- _INSTRUCTIONS FOR THE TASK_:
Return exactly the listing's lines, from its first line to the line holding "use std::time::Instant;", ends included.
-------- SUPPLIED RECORDS
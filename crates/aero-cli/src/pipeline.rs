//! Run orchestration.
//!
//! One [`Orchestrator`] drives one run through its states:
//!
//! 1. **Listing**: supported files in the input directory, by name
//! 2. **Processing feed**: per classified file, passengers, or flights and
//!    then the fares attached to them
//! 3. **Reporting**: the final run report and the aggregate summary
//!
//! A failing file is recorded in its feed's stats and the run moves on;
//! only an unreadable input directory stops a run.

use std::collections::BTreeMap;
use std::fmt;
use std::path::{Path, PathBuf};
use std::time::Instant;

use aero_ingest::{FileKind, SourceFormat, TabularReader, classify_file, fare_sibling};
use aero_load::{FareLoader, FlightLoader, LoadFailure, PassengerLoader, Store};
use aero_model::{
    EntityKeyMap, Feed, Partition, RawRecord, RejectedRecord, RunStats, RunSummary,
};
use aero_report::{RejectionReport, RunReport, WrittenRejectionReport, timestamp_now};
use aero_transform::{FareTransformer, FlightTransformer, PassengerTransformer, Transformer};
use aero_validate::{FlightValidator, PassengerValidator};
use anyhow::{Context, Result};
use chrono::NaiveDate;
use tracing::{debug, error, info, info_span, trace, warn};

use crate::config::EtlConfig;
use crate::logging::redact_value;

#[derive(Debug, Clone, Copy, PartialEq, Eq)]
pub enum RunState {
    Idle,
    Listing,
    ProcessingFeed,
    Reporting,
    Done,
}

impl RunState {
    pub const fn as_str(self) -> &'static str {
        match self {
            Self::Idle => "idle",
            Self::Listing => "listing",
            Self::ProcessingFeed => "processing_feed",
            Self::Reporting => "reporting",
            Self::Done => "done",
        }
    }
}

impl fmt::Display for RunState {
    fn fmt(&self, f: &mut fmt::Formatter<'_>) -> fmt::Result {
        f.write_str(self.as_str())
    }
}

/// What a finished run produced.
#[derive(Debug)]
pub struct RunOutcome {
    pub timestamp: String,
    /// Per-feed stats in processing order.
    pub stats: Vec<RunStats>,
    pub summary: RunSummary,
    /// `None` when the run report could not be written.
    pub report_path: Option<PathBuf>,
    pub rejection_reports: Vec<WrittenRejectionReport>,
    /// Listed files that matched no feed.
    pub skipped: Vec<PathBuf>,
}

impl RunOutcome {
    pub fn has_errors(&self) -> bool {
        self.summary.total_errors > 0 || self.stats.iter().any(RunStats::is_failed)
    }
}

/// Drives one run. Consumed by [`Orchestrator::run`]; never reused.
pub struct Orchestrator<'a, S: ?Sized> {
    config: &'a EtlConfig,
    store: &'a mut S,
    state: RunState,
    timestamp: String,
    today: Option<NaiveDate>,
    stats: Vec<RunStats>,
    rejection_reports: Vec<WrittenRejectionReport>,
    report_counts: BTreeMap<Feed, usize>,
    skipped: Vec<PathBuf>,
}

impl<'a, S: Store + ?Sized> Orchestrator<'a, S> {
    pub fn new(config: &'a EtlConfig, store: &'a mut S) -> Self {
        Self {
            config,
            store,
            state: RunState::Idle,
            timestamp: timestamp_now(),
            today: None,
            stats: Vec::new(),
            rejection_reports: Vec::new(),
            report_counts: BTreeMap::new(),
            skipped: Vec::new(),
        }
    }

    /// Pins the timestamp used in report file names.
    #[must_use]
    pub fn with_timestamp(mut self, timestamp: impl Into<String>) -> Self {
        self.timestamp = timestamp.into();
        self
    }

    /// Pins the date document expiry is judged against.
    #[must_use]
    pub fn with_today(mut self, today: NaiveDate) -> Self {
        self.today = Some(today);
        self
    }

    pub fn state(&self) -> RunState {
        self.state
    }

    /// Processes every classified file of the input directory and writes
    /// the run report.
    ///
    /// # Errors
    ///
    /// Fails only when the input directory cannot be listed.
    pub fn run(mut self) -> Result<RunOutcome> {
        let span = info_span!("run", timestamp = %self.timestamp);
        let _guard = span.enter();
        let start = Instant::now();

        let config = self.config;
        self.transition(RunState::Listing);
        let input_dir = &config.paths.input_dir;
        let files = info_span!("listing", dir = %input_dir.display()).in_scope(|| {
            aero_ingest::list_supported_files(input_dir)
                .with_context(|| format!("list input directory {}", input_dir.display()))
        })?;
        info!(files = files.len(), "input files listed");

        self.transition(RunState::ProcessingFeed);
        for path in &files {
            match classify_file(path) {
                Some(FileKind::Passengers) => self.process_passenger_file(path),
                Some(FileKind::Flights) => self.process_flight_file(path),
                None => {
                    info!(file = %display_name(path), "no feed matches file name, skipped");
                    self.skipped.push(path.clone());
                }
            }
        }

        self.transition(RunState::Reporting);
        let report = RunReport::new(self.timestamp.clone(), &self.stats);
        let report_path =
            info_span!("reporting").in_scope(|| match report.write(&config.paths.output_dir) {
                Ok(path) => Some(path),
                Err(error) => {
                    error!(%error, "run report not written");
                    None
                }
            });

        self.transition(RunState::Done);
        info!(
            feeds = self.stats.len(),
            total_processed = report.summary.total_processed,
            total_errors = report.summary.total_errors,
            success_rate = report.summary.success_rate,
            duration_ms = start.elapsed().as_millis(),
            "run complete"
        );

        Ok(RunOutcome {
            timestamp: self.timestamp,
            stats: self.stats,
            summary: report.summary,
            report_path,
            rejection_reports: self.rejection_reports,
            skipped: self.skipped,
        })
    }

    fn transition(&mut self, next: RunState) {
        debug!(from = %self.state, to = %next, "run state");
        self.state = next;
    }

    fn new_stats(&self, feed: Feed, source_file: &str) -> RunStats {
        RunStats::new(feed)
            .with_source_file(source_file)
            .with_error_limit(self.config.processing.max_errors)
    }

    fn process_passenger_file(&mut self, path: &Path) {
        let source_file = display_name(path);
        let span = info_span!("feed", feed = %Feed::Passengers, file = %source_file);
        let _guard = span.enter();

        let mut stats = self.new_stats(Feed::Passengers, &source_file);
        if let Err(error) = self.passenger_feed(path, &source_file, &mut stats) {
            fail_feed(&mut stats, &error);
        }
        self.stats.push(stats);
    }

    fn passenger_feed(
        &mut self,
        path: &Path,
        source_file: &str,
        stats: &mut RunStats,
    ) -> Result<()> {
        let records = TabularReader::open(path)?.read_all()?;

        let processing = &self.config.processing;
        let mut validator = PassengerValidator::new(processing.date_format.clone());
        if let Some(today) = self.today {
            validator = validator.with_today(today);
        }
        let partition =
            PassengerTransformer::new(validator, &self.config.mappings).transform(records);
        record_partition(stats, &partition);

        let loaded = PassengerLoader::new(&mut *self.store)
            .with_chunk_size(processing.chunk_size)
            .load(&partition.accepted, stats);
        let failures = self.finish_load(Feed::Passengers, source_file, &partition, loaded)?;
        self.report_rejections(Feed::Passengers, source_file, &partition.rejected, &failures);
        Ok(())
    }

    /// Flights first, then fares under the flights that were loaded.
    ///
    /// A failed flight section leaves the fare feed failed as well, since
    /// no fare could resolve its flight.
    fn process_flight_file(&mut self, path: &Path) {
        let source_file = display_name(path);
        let mut flight_stats = self.new_stats(Feed::Flights, &source_file);
        let flights = {
            let span = info_span!("feed", feed = %Feed::Flights, file = %source_file);
            let _guard = span.enter();
            match self.flight_feed(path, &source_file, &mut flight_stats) {
                Ok(flights) => Some(flights),
                Err(error) => {
                    fail_feed(&mut flight_stats, &error);
                    None
                }
            }
        };
        self.stats.push(flight_stats);

        let section = self.fare_section(path);
        let fare_source = section
            .as_ref()
            .map_or_else(|| source_file.clone(), FareSection::source_file);
        let span = info_span!("feed", feed = %Feed::Fares, file = %fare_source);
        let _guard = span.enter();

        let mut fare_stats = self.new_stats(Feed::Fares, &fare_source);
        match (flights, section) {
            (None, _) => {
                fare_stats.fail(format!(
                    "flight section of {source_file} failed; fares not processed"
                ));
            }
            (Some(_), None) => {
                warn!(file = %source_file, "no fare section found, fares skipped");
            }
            (Some(flights), Some(section)) => {
                if let Err(error) = self.fare_feed(&section, &flights, &mut fare_stats) {
                    fail_feed(&mut fare_stats, &error);
                }
            }
        }
        self.stats.push(fare_stats);
    }

    fn flight_feed(
        &mut self,
        path: &Path,
        source_file: &str,
        stats: &mut RunStats,
    ) -> Result<EntityKeyMap> {
        let processing = &self.config.processing;
        let records = TabularReader::open(path)?
            .with_sheet(processing.flights_sheet.clone())
            .read_all()?;

        let validator = FlightValidator::new(processing.datetime_format.clone());
        let partition = FlightTransformer::new(validator).transform(records);
        record_partition(stats, &partition);

        let loaded = FlightLoader::new(&mut *self.store)
            .with_chunk_size(processing.chunk_size)
            .load(&partition.accepted, stats);
        let load = self.finish_load(Feed::Flights, source_file, &partition, loaded)?;
        self.report_rejections(Feed::Flights, source_file, &partition.rejected, &load.failures);
        Ok(load.flights)
    }

    /// Where the fares of a flight file live: the fare sheet of the same
    /// workbook, or a sibling CSV file. `None` when there is neither.
    fn fare_section(&self, path: &Path) -> Option<FareSection> {
        match SourceFormat::from_path(path) {
            Ok(SourceFormat::Spreadsheet) => {
                let wanted = &self.config.processing.fares_sheet;
                let sheet = match TabularReader::open(path).and_then(|r| r.find_sheet(wanted)) {
                    Ok(Some(name)) => name,
                    Ok(None) => return None,
                    // Unreadable workbooks fail the fare feed when it is read.
                    Err(_) => wanted.clone(),
                };
                Some(FareSection {
                    path: path.to_path_buf(),
                    sheet: Some(sheet),
                })
            }
            _ => fare_sibling(path)
                .filter(|sibling| sibling.is_file())
                .map(|sibling| FareSection {
                    path: sibling,
                    sheet: None,
                }),
        }
    }

    fn fare_feed(
        &mut self,
        section: &FareSection,
        flights: &EntityKeyMap,
        stats: &mut RunStats,
    ) -> Result<()> {
        let mut reader = TabularReader::open(&section.path)?;
        if let Some(sheet) = &section.sheet {
            reader = reader.with_sheet(sheet.clone());
        }
        let records = reader.read_all()?;

        let partition = FareTransformer::new(&self.config.mappings, flights).transform(records);
        record_partition(stats, &partition);

        let source_file = section.source_file();
        let loaded = FareLoader::new(&mut *self.store)
            .with_chunk_size(self.config.processing.chunk_size)
            .load(&partition.accepted, flights, stats);
        let failures = self.finish_load(Feed::Fares, &source_file, &partition, loaded)?;
        self.report_rejections(Feed::Fares, &source_file, &partition.rejected, &failures);
        Ok(())
    }

    /// Passes a successful load through. A failed load still gets the
    /// report of the rows rejected before it.
    fn finish_load<T, L>(
        &mut self,
        feed: Feed,
        source_file: &str,
        partition: &Partition<T>,
        loaded: aero_load::Result<L>,
    ) -> Result<L> {
        loaded.or_else(|error| {
            self.report_rejections(feed, source_file, &partition.rejected, &[]);
            Err(error.into())
        })
    }

    /// Writes the feed's rejection report. A lost report is logged only.
    fn report_rejections(
        &mut self,
        feed: Feed,
        source_file: &str,
        rejected: &[RejectedRecord],
        failures: &[LoadFailure],
    ) {
        let report = RejectionReport {
            feed,
            source_file,
            rejected,
            failures,
        };
        if report.is_empty() {
            return;
        }

        // A feed seen twice in one run gets numbered report files.
        let count = self.report_counts.entry(feed).or_insert(0);
        *count += 1;
        let timestamp = if *count == 1 {
            self.timestamp.clone()
        } else {
            format!("{}_{count}", self.timestamp)
        };

        match report.write(&self.config.paths.errors_dir, &timestamp) {
            Ok(Some(written)) => self.rejection_reports.push(written),
            Ok(None) => {}
            Err(error) => error!(%feed, %error, "rejection report not written"),
        }
    }
}

struct FareSection {
    path: PathBuf,
    sheet: Option<String>,
}

impl FareSection {
    fn source_file(&self) -> String {
        display_name(&self.path)
    }
}

fn display_name(path: &Path) -> String {
    path.file_name().map_or_else(
        || path.display().to_string(),
        |name| name.to_string_lossy().into_owned(),
    )
}

fn fail_feed(stats: &mut RunStats, error: &anyhow::Error) {
    let message = format!("{error:#}");
    error!(feed = %stats.feed, error = %message, "feed failed");
    stats.fail(message);
}

fn record_partition<T>(stats: &mut RunStats, partition: &Partition<T>) {
    stats.record_partition(
        partition.total(),
        partition.accepted.len(),
        partition.rejected.len(),
    );
    for row in &partition.rejected {
        trace!(
            row = row.index(),
            values = %render_row(row.record()),
            errors = %row.errors().join("; "),
            "rejected row"
        );
    }
}

fn render_row(record: &RawRecord) -> String {
    record
        .iter()
        .map(|(name, value)| format!("{name}={}", redact_value(&value.render())))
        .collect::<Vec<_>>()
        .join(", ")
}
----------------
- _WRITTEN ANSWER_:
filename crates/aero-cli/src/pipeline.rs
//! Run orchestration.
//!
//! One [`Orchestrator`] drives one run through its states:
//!
//! 1. **Listing**: supported files in the input directory, by name
//! 2. **Processing feed**: per classified file, passengers, or flights and
//!    then the fares attached to them
//! 3. **Reporting**: the final run report and the aggregate summary
//!
//! A failing file is recorded in its feed's stats and the run moves on;
//! only an unreadable input directory stops a run.

use std::collections::BTreeMap;
use std::fmt;
use std::path::{Path, PathBuf};
use std::time::Instant;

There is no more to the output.